Triumph ATLAK Meet Up

The day after my Kawartha Highlands Loop I made my way north into the fancy cottage country of the Muskokas looking for Triumph’s ATLAK tour Southern Ontario stop.  It says Toronto on the poster, but Torrance is over two hours and two hundred kilometres north of that.  


A chance to ride the new Tigers was very enticing so I set off with high expectations.  I’d filled up on the way in to the cottage two days earlier then done the big loop around the Kawarthas the day before.  Just after 11am I set out on hot, July Saturday with the gas gauge just above the empty bar figuring I’d fill up when I came across a gas station on the 140+kms ride up there.

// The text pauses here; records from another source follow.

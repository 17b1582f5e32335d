//! MAC address vendor lookup
//!
//! Queries an external OUI lookup service (macvendors.com API shape) to
//! identify device manufacturers. Lookups are strictly best-effort: any
//! timeout, transport error, or non-200 response yields `None`.

use anyhow::{Context, Result};
use reqwest::Client;
use std::time::Duration;

/// Build the HTTP client used for vendor lookups
pub fn vendor_client(timeout: Duration) -> Result<Client> {
    Client::builder()
        .timeout(timeout)
        .build()
        .context("Failed to build vendor lookup HTTP client")
}

/// Look up the vendor/manufacturer for a given MAC address
pub async fn lookup_vendor(client: &Client, endpoint: &str, mac: &str) -> Option<String> {
    let url = format!("{}/{}", endpoint.trim_end_matches('/'), mac);

    let response = match client.get(&url).send().await {
        Ok(response) => response,
        Err(e) => {
            tracing::debug!("Vendor lookup for {} failed: {}", mac, e);
            return None;
        }
    };

    if !response.status().is_success() {
        // The service answers 404 for unknown OUIs; treat every non-200 the same.
        tracing::debug!(
            "Vendor lookup for {} returned status {}",
            mac,
            response.status()
        );
        return None;
    }

    match response.text().await {
        Ok(body) => {
            let vendor = body.trim();
            if vendor.is_empty() {
                None
            } else {
                Some(vendor.to_string())
            }
        }
        Err(e) => {
            tracing::debug!("Vendor lookup body for {} unreadable: {}", mac, e);
            None
        }
    }
}
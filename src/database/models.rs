//! Database models
//!
//! Structs for database records with serialization support

use chrono::{DateTime, Utc};
use serde::{Deserialize, Serialize};

/// Device record from the registry
///
/// MAC is the sole identity; the IP is only the last observed assignment
/// and may be reshuffled by DHCP at any time.
#[derive(Debug, Clone, Serialize, Deserialize)]
pub struct DeviceRecord {
    pub mac: String,
    pub ip: String,
    pub online: bool,
    pub first_seen: DateTime<Utc>,
    pub last_seen: DateTime<Utc>,
    /// User-assigned label; only ever touched by an explicit rename.
    pub name: Option<String>,
    pub hostname: Option<String>,
    pub vendor: Option<String>,
}

/// Alert record from database
#[derive(Debug, Clone, Serialize, Deserialize)]
pub struct AlertRecord {
    pub id: i64,
    #[serde(rename = "type")]
    pub alert_type: AlertType,
    pub mac: String,
    pub ip: Option<String>,
    pub timestamp: DateTime<Utc>,
    pub message: String,
}

/// Alert types
#[derive(Debug, Clone, Copy, Serialize, Deserialize, PartialEq, Eq)]
#[serde(rename_all = "snake_case")]
pub enum AlertType {
    NewDevice,
    DeviceBackOnline,
    DeviceOffline,
}

impl AlertType {
    pub fn as_str(&self) -> &'static str {
        match self {
            AlertType::NewDevice => "new_device",
            AlertType::DeviceBackOnline => "device_back_online",
            AlertType::DeviceOffline => "device_offline",
        }
    }
}

impl std::fmt::Display for AlertType {
    fn fmt(&self, f: &mut std::fmt::Formatter<'_>) -> std::fmt::Result {
        f.write_str(self.as_str())
    }
}

impl std::str::FromStr for AlertType {
    type Err = String;

    fn from_str(s: &str) -> Result<Self, Self::Err> {
        match s {
            "new_device" => Ok(AlertType::NewDevice),
            "device_back_online" => Ok(AlertType::DeviceBackOnline),
            "device_offline" => Ok(AlertType::DeviceOffline),
            _ => Err(format!("Unknown alert type: {}", s)),
        }
    }
}
//! Active ARP sweeping
//!
//! One broadcast round per cycle: every target gets a single request and
//! all replies arriving before the fixed deadline are collected. Devices
//! that stay silent past the deadline count as absent for the cycle.

use anyhow::{anyhow, Result};
use ipnetwork::Ipv4Network;
use pnet::datalink::{self, Channel, Config};
use pnet::packet::arp::{ArpHardwareTypes, ArpOperations, ArpPacket, MutableArpPacket};
use pnet::packet::ethernet::{EtherTypes, EthernetPacket, MutableEthernetPacket};
use pnet::packet::Packet;
use pnet::util::MacAddr;
use std::collections::HashMap;
use std::net::Ipv4Addr;
use std::sync::{Arc, Mutex};
use std::time::{Duration, Instant};

use crate::models::InterfaceInfo;
use crate::network::is_special_address;

/// Broadcast MAC address for ARP requests
const BROADCAST_MAC: MacAddr = MacAddr(0xff, 0xff, 0xff, 0xff, 0xff, 0xff);

/// Receive poll granularity; keeps the receiver responsive to the deadline.
const RECV_POLL_INTERVAL: Duration = Duration::from_millis(50);

/// Creates an ARP request packet
fn create_arp_request(
    source_mac: MacAddr,
    source_ip: Ipv4Addr,
    target_ip: Ipv4Addr,
) -> Result<Vec<u8>> {
    let mut buffer = vec![0u8; 42];

    // Build Ethernet frame
    {
        let mut ethernet_packet = MutableEthernetPacket::new(&mut buffer[..14])
            .ok_or_else(|| anyhow!("Failed to construct Ethernet packet buffer"))?;
        ethernet_packet.set_destination(BROADCAST_MAC);
        ethernet_packet.set_source(source_mac);
        ethernet_packet.set_ethertype(EtherTypes::Arp);
    }

    // Build ARP packet
    {
        let mut arp_packet = MutableArpPacket::new(&mut buffer[14..42])
            .ok_or_else(|| anyhow!("Failed to construct ARP packet buffer"))?;
        arp_packet.set_hardware_type(ArpHardwareTypes::Ethernet);
        arp_packet.set_protocol_type(EtherTypes::Ipv4);
        arp_packet.set_hw_addr_len(6);
        arp_packet.set_proto_addr_len(4);
        arp_packet.set_operation(ArpOperations::Request);
        arp_packet.set_sender_hw_addr(source_mac);
        arp_packet.set_sender_proto_addr(source_ip);
        arp_packet.set_target_hw_addr(MacAddr::zero());
        arp_packet.set_target_proto_addr(target_ip);
    }

    Ok(buffer)
}

/// Sweep the subnet with one ARP broadcast round
///
/// Returns every (IP, MAC) pair that answered before `timeout` elapsed.
/// No retry: a single timeout window per cycle is the complete sweep.
pub fn arp_sweep(
    interface: &InterfaceInfo,
    targets: &[Ipv4Addr],
    subnet: &Ipv4Network,
    timeout: Duration,
) -> Result<HashMap<Ipv4Addr, MacAddr>> {
    tracing::info!(
        "ARP sweeping {} hosts on {} ({}ms window)...",
        targets.len(),
        subnet,
        timeout.as_millis()
    );

    let mut channel_config = Config::default();
    channel_config.read_timeout = Some(RECV_POLL_INTERVAL);

    // Open datalink channel
    let (mut tx, mut rx) = match datalink::channel(&interface.pnet_interface, channel_config) {
        Ok(Channel::Ethernet(tx, rx)) => (tx, rx),
        Ok(_) => return Err(anyhow!("Unsupported channel type")),
        Err(e) => {
            let error_msg = format!("{}", e);
            if error_msg.contains("permission") || error_msg.contains("Operation not permitted") {
                return Err(anyhow!(
                    "Failed to open network interface for ARP sweeping.\n\
                     Raw socket access requires elevated privileges \
                     (root or CAP_NET_RAW).\n\
                     Original error: {}",
                    e
                ));
            }
            return Err(anyhow!("Failed to open datalink channel: {}", e));
        }
    };

    let discovered: Arc<Mutex<HashMap<Ipv4Addr, MacAddr>>> =
        Arc::new(Mutex::new(HashMap::new()));
    let sweep_start = Instant::now();
    let deadline = sweep_start + timeout;

    let discovered_clone = Arc::clone(&discovered);
    let subnet_clone = *subnet;

    // Start receiver thread; it runs until the fixed deadline.
    let receiver_handle = std::thread::spawn(move || {
        while Instant::now() < deadline {
            match rx.next() {
                Ok(packet) => {
                    if let Some(ethernet) = EthernetPacket::new(packet) {
                        if ethernet.get_ethertype() == EtherTypes::Arp {
                            if let Some(arp) = ArpPacket::new(ethernet.payload()) {
                                if arp.get_operation() == ArpOperations::Reply {
                                    let sender_ip = arp.get_sender_proto_addr();
                                    let sender_mac = arp.get_sender_hw_addr();

                                    if subnet_clone.contains(sender_ip)
                                        && !is_special_address(sender_ip, &subnet_clone)
                                    {
                                        let mut map = match discovered_clone.lock() {
                                            Ok(map) => map,
                                            Err(_) => {
                                                tracing::error!(
                                                    "ARP receiver map lock poisoned; stopping receiver thread"
                                                );
                                                break;
                                            }
                                        };
                                        map.entry(sender_ip).or_insert(sender_mac);
                                    }
                                }
                            }
                        }
                    }
                }
                Err(_) => {
                    // Read timeout; loop back to re-check the deadline.
                }
            }
        }
    });

    // Give receiver time to start
    std::thread::sleep(Duration::from_millis(10));

    // Blast one request per target as fast as possible.
    for target_ip in targets {
        match create_arp_request(interface.mac, interface.ip, *target_ip) {
            Ok(packet) => {
                let _ = tx.send_to(&packet, None);
            }
            Err(e) => {
                tracing::warn!("Failed to create ARP request for {}: {}", target_ip, e);
            }
        }
    }

    // Wait out the reply window.
    if receiver_handle.join().is_err() {
        return Err(anyhow!("ARP receiver thread panicked"));
    }

    let map = discovered
        .lock()
        .map_err(|_| anyhow!("ARP discovered-host map lock poisoned"))?;
    for (ip, mac) in map.iter() {
        tracing::debug!("[ARP] Found: {} -> {}", ip, mac);
    }

    tracing::info!(
        "ARP sweep complete: {} hosts answered in {:?}",
        map.len(),
        sweep_start.elapsed()
    );

    Ok(map.clone())
}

From near Bobcaygeon I made my way through Kinmount and Norland on the twisty Monck Road/County Road 45.  Still no gas in sight, but I was having a good time with the light and frisky Tiger.  By the time I headed north on the 169 past Casino Rama I was astonished that I wasn’t stranded yet, and the fuel light still hadn’t made an appearance.  I was through Washago and onto Gasoline Alley on Highway 11 and still nothing, but if I ran out of gas on Gasoline Alley it would have made a good story.

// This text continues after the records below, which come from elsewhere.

use crossterm::style::{self, Stylize};

/// Display colors handed out to containers in discovery order.
#[derive(Debug, Clone, Copy, Hash, Eq, PartialEq)]
pub enum Color {
    Green,
    Magenta,
    Cyan,
    Red,
    Brown,
    Blue,
}

pub const PALETTE: [Color; 6] = [
    Color::Green,
    Color::Magenta,
    Color::Cyan,
    Color::Red,
    Color::Brown,
    Color::Blue,
];

impl Color {
    /// Color for the n-th discovered container; wraps around the palette.
    pub fn for_index(index: usize) -> Color {
        PALETTE[index % PALETTE.len()]
    }

    fn terminal(self) -> style::Color {
        match self {
            Color::Green => style::Color::Green,
            Color::Magenta => style::Color::Magenta,
            Color::Cyan => style::Color::Cyan,
            Color::Red => style::Color::Red,
            Color::Brown => style::Color::DarkYellow,
            Color::Blue => style::Color::Blue,
        }
    }
}

/// Banner text announcing a new run of lines from one container.
pub fn banner(pod_name: &str, container_name: &str) -> String {
    format!("[{} – {}]", pod_name, container_name)
}

/// Render `text` in `color`, optionally in reverse video. Returns the text
/// untouched when colors are disabled.
pub fn paint(text: &str, color: Color, reverse: bool, colored: bool) -> String {
    if !colored {
        return text.to_string();
    }
    let styled = text.with(color.terminal());
    if reverse {
        styled.reverse().to_string()
    } else {
        styled.to_string()
    }
}
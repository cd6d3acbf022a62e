use crate::error::{Error, Result};
use crate::types::{ContainerId, ContainerSummary, PodId, PodSummary};
use futures::io::AsyncBufRead;
use k8s_openapi::api::core::v1::Pod;
use kube::api::{ListParams, LogParams};
use kube::config::{KubeConfigOptions, Kubeconfig};
use kube::{Api, Client, ResourceExt};
use std::future::Future;
use std::path::Path;
use std::pin::Pin;
use tracing::{debug, info};

/// A live, newline-delimited log stream for one container.
pub type LogStream<'a> = Pin<Box<dyn AsyncBufRead + Send + 'a>>;

/// The two cluster operations the tailer depends on, scoped to one namespace.
pub trait Cluster: Send + Sync + 'static {
    /// All pods in the namespace, unfiltered.
    fn list_pods(&self) -> impl Future<Output = Result<Vec<PodSummary>, kube::Error>> + Send;

    /// Open a log stream for `pod_name` with the given parameters. The stream
    /// borrows its arguments for as long as it is read.
    fn log_stream<'a>(
        &'a self,
        pod_name: &'a str,
        params: &'a LogParams,
    ) -> impl Future<Output = Result<LogStream<'a>, kube::Error>> + Send + 'a;
}

pub struct KubeCluster {
    pods: Api<Pod>,
}

impl KubeCluster {
    pub fn new(client: Client, namespace: &str) -> Self {
        Self {
            pods: Api::namespaced(client, namespace),
        }
    }
}

impl Cluster for KubeCluster {
    async fn list_pods(&self) -> Result<Vec<PodSummary>, kube::Error> {
        let pods = self.pods.list(&ListParams::default()).await?;
        Ok(pods.items.iter().map(pod_summary).collect())
    }

    async fn log_stream<'a>(
        &'a self,
        pod_name: &'a str,
        params: &'a LogParams,
    ) -> Result<LogStream<'a>, kube::Error> {
        let stream = self.pods.log_stream(pod_name, params).await?;
        Ok(Box::pin(stream))
    }
}

/// Reduce a pod to the fields discovery needs. Containers come from the
/// reported statuses rather than the pod spec, so only containers the kubelet knows
/// about are listed.
pub fn pod_summary(pod: &Pod) -> PodSummary {
    let name = pod.name_any();
    let containers = pod
        .status
        .as_ref()
        .and_then(|s| s.container_statuses.as_ref())
        .map(|statuses| {
            statuses
                .iter()
                .map(|cs| ContainerSummary {
                    name: cs.name.clone(),
                    container_id: cs
                        .container_id
                        .as_ref()
                        .filter(|id| !id.is_empty())
                        .map(|id| ContainerId(id.clone())),
                })
                .collect()
        })
        .unwrap_or_default();

    PodSummary {
        // UID is always set on pods read back from the API server
        uid: PodId(pod.uid().unwrap_or_else(|| name.clone())),
        name,
        containers,
    }
}

/// Build a client from an explicit kubeconfig path, or fall back to kube's
/// usual inference, then make sure the API server answers.
pub async fn connect(kubeconfig: Option<&Path>, context: Option<&str>) -> Result<Client> {
    let config = match kubeconfig {
        Some(path) => {
            let kc = Kubeconfig::read_from(path).map_err(|source| Error::Kubeconfig {
                path: path.to_path_buf(),
                source,
            })?;
            let options = KubeConfigOptions {
                context: context.map(str::to_string),
                ..Default::default()
            };
            kube::Config::from_custom_kubeconfig(kc, &options)
                .await
                .map_err(|source| Error::Kubeconfig {
                    path: path.to_path_buf(),
                    source,
                })?
        }
        None if context.is_some() => {
            let options = KubeConfigOptions {
                context: context.map(str::to_string),
                ..Default::default()
            };
            kube::Config::from_kubeconfig(&options)
                .await
                .map_err(|source| Error::Kubeconfig {
                    path: "~/.kube/config".into(),
                    source,
                })?
        }
        None => kube::Config::infer().await.map_err(Error::InferConfig)?,
    };

    debug!("Using cluster {}", config.cluster_url);
    let client = Client::try_from(config).map_err(Error::Connect)?;
    let version = client.apiserver_version().await.map_err(Error::Connect)?;
    info!("Connected to API server {}", version.git_version);
    Ok(client)
}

I finally pulled into a Shell on the side of the highway just past noon, still with no warning light on.  The 24 litre tank took just over 22 litres, so I still had some wiggle room.  At about 460 kms on 22 litres of fuel, the Tiger, with 250lb me and two panniers with tools and rain gear in them managed over 49 miles per gallon (4.8 litres per 100kms), that’s within one mile per gallon of a Prius, and I wasn’t riding it gently.  I’m not sure how much fun driving a Prius is, but it’s never doing 0-60 in four seconds like the Tiger had been, and the Tiger isn’t a black hole of resource production in its manufacture.


I pulled into Clear Lake Brewery in Torrance, just west of Gravenhurst, at about 1:30pm.  I’d missed lunch, but wanted to get there early and get signed in.  There in lay my only mistake on this trip.  I’d foolishly assumed that Triumph turning up with a bunch of Tigers would mean an opportunity to ride them.  I’d done this with Kawasaki previously, so it didn’t seem like a crazy idea, and with details like, “Come spend a day at an event highlighting Triumph’s dynamic new ADV bikes – the class-leading Tiger 800 and technical juggernaut Tiger 1200.  Register today for an adventure of epic proportions.”  can you feel my confusion?  Surely an epic adventure implies an opportunity to ride, no?

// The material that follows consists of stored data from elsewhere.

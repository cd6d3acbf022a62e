mod cli;
mod discovery;
mod error;
mod group;
mod kubernetes;
mod printer;
mod reader;
mod types;
mod utils;

use anyhow::Context;
use clap::Parser;
use std::io::IsTerminal;
use std::sync::Arc;
use std::time::Duration;
use tokio_util::sync::CancellationToken;
use tracing::{debug, info};

use cli::Cli;
use group::{TailConfig, TailGroup};
use kubernetes::KubeCluster;
use printer::Printer;

#[tokio::main]
async fn main() -> anyhow::Result<()> {
    let cli = Cli::parse();

    // Diagnostics go to stderr; stdout carries only the tailed lines
    let filter = if cli.verbose { "debug" } else { "info" };
    tracing_subscriber::fmt()
        .with_env_filter(
            tracing_subscriber::EnvFilter::try_from_default_env()
                .unwrap_or_else(|_| tracing_subscriber::EnvFilter::new(filter)),
        )
        .with_target(false)
        .with_writer(std::io::stderr)
        .init();

    let mut config = TailConfig::new(cli.namespace.clone(), &cli.pattern)?;
    config.interval = Duration::from_secs(cli.interval);
    config.tail_lines = cli.tail;

    let client = kubernetes::connect(cli.kubeconfig.as_deref(), cli.context.as_deref())
        .await
        .context("prepare k8s client")?;

    let colored = !cli.no_color && std::io::stdout().is_terminal();
    let printer = Printer::new(std::io::stdout(), colored);

    let cancel = CancellationToken::new();
    tokio::spawn(cancel_on_signal(cancel.clone()));

    let cluster = KubeCluster::new(client, &cli.namespace);
    let outcome = TailGroup::new(Arc::new(cluster), config)
        .run(printer, cancel)
        .await;
    if let Err(err) = outcome {
        // Exit here: dropping the runtime would wait on a write stuck on a
        // stalled stdout
        eprintln!("Error: {:?}", anyhow::Error::new(err).context("tail"));
        std::process::exit(1);
    }

    debug!("All tasks stopped");
    Ok(())
}

/// Cancel the run on Ctrl-C or SIGTERM.
async fn cancel_on_signal(cancel: CancellationToken) {
    let interrupt = async {
        if tokio::signal::ctrl_c().await.is_err() {
            std::future::pending::<()>().await;
        }
    };
    #[cfg(unix)]
    let terminate = async {
        match tokio::signal::unix::signal(tokio::signal::unix::SignalKind::terminate()) {
            Ok(mut sig) => {
                sig.recv().await;
            }
            Err(_) => std::future::pending::<()>().await,
        }
    };
    #[cfg(not(unix))]
    let terminate = std::future::pending::<()>();

    tokio::select! {
        _ = cancel.cancelled() => return,
        _ = interrupt => {}
        _ = terminate => {}
    }
    info!("Termination requested, shutting down");
    cancel.cancel();
}
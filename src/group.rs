use crate::discovery::Discovery;
use crate::error::{Error, Result};
use crate::kubernetes::Cluster;
use crate::printer::Printer;
use crate::reader::TailContext;
use regex::Regex;
use std::io::Write;
use std::sync::Arc;
use std::time::Duration;
use tokio::sync::mpsc;
use tokio_util::sync::CancellationToken;
use tracing::{debug, warn};

pub const DEFAULT_INTERVAL: Duration = Duration::from_secs(10);
pub const DEFAULT_TAIL_LINES: i64 = 10;
pub const SHUTDOWN_GRACE: Duration = Duration::from_secs(5);

// tokio channels need at least one slot; this is as close to a rendezvous as
// it gets, so a stalled printer holds back every reader.
const MERGE_QUEUE_CAPACITY: usize = 1;

/// Settings for one tailing run.
#[derive(Debug, Clone)]
pub struct TailConfig {
    pub namespace: String,
    pub pattern: Regex,
    pub interval: Duration,
    pub tail_lines: i64,
}

impl TailConfig {
    pub fn new(namespace: impl Into<String>, pattern: &str) -> Result<Self> {
        let pattern = Regex::new(pattern).map_err(|source| Error::Pattern {
            pattern: pattern.to_string(),
            source,
        })?;
        Ok(Self {
            namespace: namespace.into(),
            pattern,
            interval: DEFAULT_INTERVAL,
            tail_lines: DEFAULT_TAIL_LINES,
        })
    }
}

/// Discovery, every reader and the printer, run as one cancellable unit.
pub struct TailGroup<C> {
    cluster: Arc<C>,
    config: TailConfig,
    grace: Duration,
}

impl<C: Cluster> TailGroup<C> {
    pub fn new(cluster: Arc<C>, config: TailConfig) -> Self {
        Self {
            cluster,
            config,
            grace: SHUTDOWN_GRACE,
        }
    }

    #[allow(dead_code)]
    pub fn with_grace(mut self, grace: Duration) -> Self {
        self.grace = grace;
        self
    }

    /// Run until `cancel` fires or a fatal error occurs, then wind everything
    /// down. Returns the printer's sink, or the first error seen.
    pub async fn run<W>(self, out: Printer<W>, cancel: CancellationToken) -> Result<W>
    where
        W: Write + Send + 'static,
    {
        let (tx, rx) = mpsc::channel(MERGE_QUEUE_CAPACITY);

        let printer_cancel = cancel.clone();
        let printer = tokio::spawn(async move {
            let res = out.run(rx, printer_cancel.clone()).await;
            if res.is_err() {
                printer_cancel.cancel();
            }
            res
        });

        let ctx = TailContext {
            cluster: self.cluster,
            namespace: self.config.namespace,
            tail_lines: self.config.tail_lines,
            tx,
        };
        let mut discovery = Discovery::new(ctx, self.config.pattern, self.config.interval);
        let discovered = discovery.run(&cancel).await;
        if discovered.is_err() {
            debug!("Discovery failed, cancelling all tasks");
        }

        cancel.cancel();
        debug!("Stopping {} active readers", discovery.active());
        let stopped = discovery.shutdown(self.grace).await;

        // A stalled sink must not hold the run open
        let printer_abort = printer.abort_handle();
        let printed = match tokio::time::timeout(self.grace, printer).await {
            Ok(Ok(printed)) => printed,
            Ok(Err(_)) => Err(Error::TaskPanicked { task: "printer" }),
            Err(_) => {
                warn!("Output did not drain within {:?}, abandoning it", self.grace);
                printer_abort.abort();
                Err(Error::ShutdownTimedOut {
                    task: "printer",
                    grace: self.grace,
                })
            }
        };

        discovered?;
        let sink = printed?;
        stopped?;
        Ok(sink)
    }
}
use clap::Parser;
use std::path::PathBuf;

#[derive(Parser, Debug)]
#[command(name = "kubectl-clogs")]
#[command(about = "Tail and merge logs from every container of matching pods")]
pub struct Cli {
    /// Regular expression pod names must match
    #[arg(default_value = ".*")]
    pub pattern: String,

    /// Path to the kubeconfig file
    #[arg(long)]
    pub kubeconfig: Option<PathBuf>,

    /// Kubeconfig context
    #[arg(long)]
    pub context: Option<String>,

    /// Namespace
    #[arg(short = 'n', long, default_value = "default")]
    pub namespace: String,

    /// Seconds between pod discovery polls
    #[arg(long, default_value_t = 10, value_parser = clap::value_parser!(u64).range(1..))]
    pub interval: u64,

    /// Lines of backlog to show for each newly discovered container
    #[arg(long, default_value_t = 10, value_parser = clap::value_parser!(i64).range(0..))]
    pub tail: i64,

    /// Disable colored output
    #[arg(long)]
    pub no_color: bool,

    /// Verbose logging
    #[arg(short = 'v', long)]
    pub verbose: bool,
}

After milling around for an hour and half in alternating patchy rain and then extreme humidity while watching Clinton Smout disappear on a variety of different Tigers, I was starting to wonder if I’d misunderstood the intent of this event.  A microphone was set up, but no one was using it.  We’d been handed out wrist bands and a swag bag of Tiger stuff, which was cool, but I was still waiting for someone to pick up that mic and start the thing.  A few people commented on my old Tiger (the oldest there by a decade, easily), but for the most part the majority of people showed up in like new, matching, name brand adventure wear on twenty grand, low mileage bikes and walked right by it.  They seemed happy to stand around talking a good ride, but that isn’t my thing.


It was the last weekend of the World Cup on a summer weekend, so the Brewery was packed with people.  Trying to get a table, let alone something to eat (evidently what our wrist bands were for) wasn’t likely without a big wait.  I finally overheard one of the organizers say, “it’s just a meet and greet with a chance to see the new Tigers and talk about riding opportunities in the area.”  The “epic adventure” was a show and tell?  After hearing this I was back at my Tiger in seconds getting packed up.

So close yet so far!

Before I left I figured I’d get some Clear Lake Brewery beer having never heard of it before, but the fridge in the entrance  was empty.  A quick trip  to the toilet and I was ready to make some tracks.  Someone had parked in front of me, but I backed the Tiger up the hill by the handlebars and saddled up.  Getting some Triumph swag and looking at the new Tigers was nice and all, but it wasn’t what I thought I was doing that day.  I’m not a big fan of sitting around talking about motorcycles, I prefer to be riding them.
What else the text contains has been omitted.